Il régnait un silence funeste dans l'habitacle. C'était à peine si j'osais respirer. Jamais le temps ne me parut aussi long que durant ces vingt minutes de torture.
Quand Roger se gara devant la petite maison, Clémentine et Thomas attendaient sur le perron, et je devinai en voyant Atlantic avec son portable en main qu'il les avait prévenus de son arrivée. Il remercia Roger et sortit à toute vitesse.
— Atlantic, attends, il faut que je te dise...
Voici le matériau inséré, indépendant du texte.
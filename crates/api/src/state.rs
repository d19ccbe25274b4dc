//! Application state

use std::sync::Arc;

use anyhow::Result;

use mistduel_auth::{AuthState, TokenConfig};
use mistduel_db::DbPool;
use mistduel_engine::{LobbyManager, Matchmaker, SnapshotStore, WarRegistry};
use mistduel_locations::LocationProvider;

use crate::config::Config;

/// Shared state for every route and socket handler.
#[derive(Clone)]
pub struct AppState {
    pub db: DbPool,
    pub redis: redis::Client,
    pub config: Config,
    pub tokens: TokenConfig,
    pub lobbies: LobbyManager,
    pub matchmaker: Matchmaker,
    pub provider: Arc<LocationProvider>,
    pub wars: WarRegistry,
}

impl AppState {
    pub async fn new(config: &Config) -> Result<Self> {
        let db = mistduel_db::create_pool(&config.database_url).await?;
        tracing::info!("Connected to database");

        let redis = redis::Client::open(config.redis_url.as_str())?;
        tracing::info!("Connected to Redis");

        let tokens = TokenConfig::new(config.secret_key.clone());
        let provider = Arc::new(LocationProvider::new(db.clone()));
        let wars = WarRegistry::new();
        let snapshots = SnapshotStore::new(redis.clone());
        let lobbies = LobbyManager::new(db.clone(), Some(snapshots), wars.clone());
        let matchmaker = Matchmaker::new(db.clone(), Arc::clone(&provider));

        Ok(Self {
            db,
            redis,
            config: config.clone(),
            tokens,
            lobbies,
            matchmaker,
            provider,
            wars,
        })
    }

    pub fn redis(&self) -> &redis::Client {
        &self.redis
    }
}

impl AuthState for AppState {
    fn db_pool(&self) -> &sqlx::PgPool {
        &self.db
    }

    fn token_config(&self) -> &TokenConfig {
        &self.tokens
    }
}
Il claqua la portière. Je me tus. Il me fallut plusieurs secondes pour digérer le coup.
— Dois-je redémarrer, monsieur ? demanda Roger à voix basse.
Je contemplai Atlantic rejoindre mes amis qui l'accueillirent comme un orphelin fraîchement adopté. À travers la vitre, j'entendis les exclamations de Clémentine, sans comprendre ce qu'elle disait. Ils entrèrent et refermèrent la porte sans un regard pour moi.
— Oui. Rentrons à la maison.
L'idée de devoir retrouver Juste et lui faire face alors que je venais de presque embrasser Atlantic était pire que tout. Jamais je ne m'étais autant haï de toute ma vie. Je m'enfonçai dans mon siège et fermai les yeux, avant de me rendre compte que c'était une mauvaise idée : la scène d'Atlantic admirant la Tour Eiffel, un sourire béat sur le visage et les yeux remplis de rêves, se rejouait à l'infini derrière mes paupières.
Je ne savais pas ce que je regrettais le plus : d'avoir failli l'embrasser... ou de ne pas avoir eu le courage de le faire.